I’ve recently been reading The Letters of C.S. Lewis, and enjoying it immensely. The other day, I came across a letter to a young American schoolgirl who asked Lewis for writing advice. Though I don’t agree with every point, I was thrilled to death to find advice from one of the best (and one of my favorite) writers in the past 100 years!
C.S. Lewis’s advice on writing:
1. Turn off the Radio
2. Read all the good books you can, and avoid nearly all magazines
3. Always write (and read) with the ear, not the eye. You should hear every sentence you write as if it was being read aloud or spoken. If it does not sound nice, try again.
4. Write about what really interests you, whether it is real things or imaginary things, and nothing else. (Notice this means that if you are interested only in writing you will never be a writer, because you will have nothing to write about…)

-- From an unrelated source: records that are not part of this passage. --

//! Subscriber initialization and configuration.

use opentelemetry::trace::TracerProvider;
use opentelemetry::{KeyValue, global};
use opentelemetry_otlp::WithExportConfig;
use opentelemetry_sdk::{
    Resource, runtime,
    trace::{RandomIdGenerator, Sampler},
};
use serde::{Deserialize, Serialize};
use thiserror::Error;
use tracing_subscriber::{EnvFilter, layer::SubscriberExt, util::SubscriberInitExt};

#[derive(Debug, Error)]
pub enum TracerError {
    #[error("Failed to initialize tracer: {0}")]
    Init(String),
    #[error("Invalid log filter: {0}")]
    Filter(String),
}

/// OTLP exporter configuration.
#[derive(Debug, Clone, Serialize, Deserialize)]
pub struct OtlpConfig {
    pub endpoint: String,
    pub timeout_seconds: u64,
    pub sample_rate: f64,
}

impl Default for OtlpConfig {
    fn default() -> Self {
        Self {
            endpoint: "http://localhost:4317".to_string(),
            timeout_seconds: 10,
            sample_rate: 1.0,
        }
    }
}

/// Logging configuration.
#[derive(Debug, Clone, Serialize, Deserialize)]
pub struct TracingConfig {
    pub service_name: String,
    pub service_version: String,
    /// Default filter directive; `RUST_LOG` wins when set.
    pub log_level: String,
    /// Emit JSON lines instead of human-readable output.
    pub json: bool,
    pub otlp: Option<OtlpConfig>,
}

impl Default for TracingConfig {
    fn default() -> Self {
        Self {
            service_name: "fleet-autoscaler".to_string(),
            service_version: env!("CARGO_PKG_VERSION").to_string(),
            log_level: "info".to_string(),
            json: false,
            otlp: None,
        }
    }
}

/// Install the global subscriber.
pub fn init_tracer(config: &TracingConfig) -> Result<(), TracerError> {
    let env_filter = match EnvFilter::try_from_default_env() {
        Ok(filter) => filter,
        Err(_) => EnvFilter::try_new(&config.log_level)
            .map_err(|e| TracerError::Filter(e.to_string()))?,
    };

    let json_layer = config
        .json
        .then(|| tracing_subscriber::fmt::layer().json().with_target(true));
    let text_layer = (!config.json).then(|| tracing_subscriber::fmt::layer().with_target(true));

    let telemetry_layer = match &config.otlp {
        Some(otlp) => {
            let tracer = build_otlp_tracer(config, otlp)?;
            Some(tracing_opentelemetry::layer().with_tracer(tracer))
        }
        None => None,
    };

    tracing_subscriber::registry()
        .with(env_filter)
        .with(json_layer)
        .with(text_layer)
        .with(telemetry_layer)
        .try_init()
        .map_err(|e| TracerError::Init(e.to_string()))
}

fn build_otlp_tracer(
    config: &TracingConfig,
    otlp: &OtlpConfig,
) -> Result<opentelemetry_sdk::trace::Tracer, TracerError> {
    let exporter = opentelemetry_otlp::SpanExporter::builder()
        .with_tonic()
        .with_endpoint(&otlp.endpoint)
        .with_timeout(std::time::Duration::from_secs(otlp.timeout_seconds))
        .build()
        .map_err(|e| TracerError::Init(e.to_string()))?;

    let sampler = if otlp.sample_rate >= 1.0 {
        Sampler::AlwaysOn
    } else if otlp.sample_rate <= 0.0 {
        Sampler::AlwaysOff
    } else {
        Sampler::TraceIdRatioBased(otlp.sample_rate)
    };

    let resource = Resource::new(vec![
        KeyValue::new("service.name", config.service_name.clone()),
        KeyValue::new("service.version", config.service_version.clone()),
    ]);

    let provider = opentelemetry_sdk::trace::TracerProvider::builder()
        .with_batch_exporter(exporter, runtime::Tokio)
        .with_sampler(sampler)
        .with_id_generator(RandomIdGenerator::default())
        .with_resource(resource)
        .build();

    let tracer = provider.tracer("fleet-autoscaler");
    global::set_tracer_provider(provider);

    Ok(tracer)
}

/// Flush remaining spans before exit.
pub fn shutdown_tracer() {
    global::shutdown_tracer_provider();
}

#[cfg(test)]
mod tests {
    use super::*;

    #[test]
    fn test_default_config() {
        let config = TracingConfig::default();
        assert_eq!(config.service_name, "fleet-autoscaler");
        assert_eq!(config.log_level, "info");
        assert!(!config.json);
        assert!(config.otlp.is_none());
    }

    #[test]
    fn test_otlp_config_default() {
        let config = OtlpConfig::default();
        assert_eq!(config.endpoint, "http://localhost:4317");
        assert_eq!(config.sample_rate, 1.0);
    }
}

5. Take great pains to be clear. Remember that though you start by knowing what you mean, the reader doesn’t, and a single ill-chosen word may lead him to a total misunderstanding. In a story, it is terribly easy just to forget that you have not told the reader something that he needs to know – the whole picture is so clear in your own mind that you forget that it isn’t the same in his.
6. When you give up a bit of work don’t (unless it is hopelessly bad) throw it away. Put it in a drawer. It may come in useful later. Much of my best work, or what I think is my best, is the re-writing of things begun and abandoned years earlier.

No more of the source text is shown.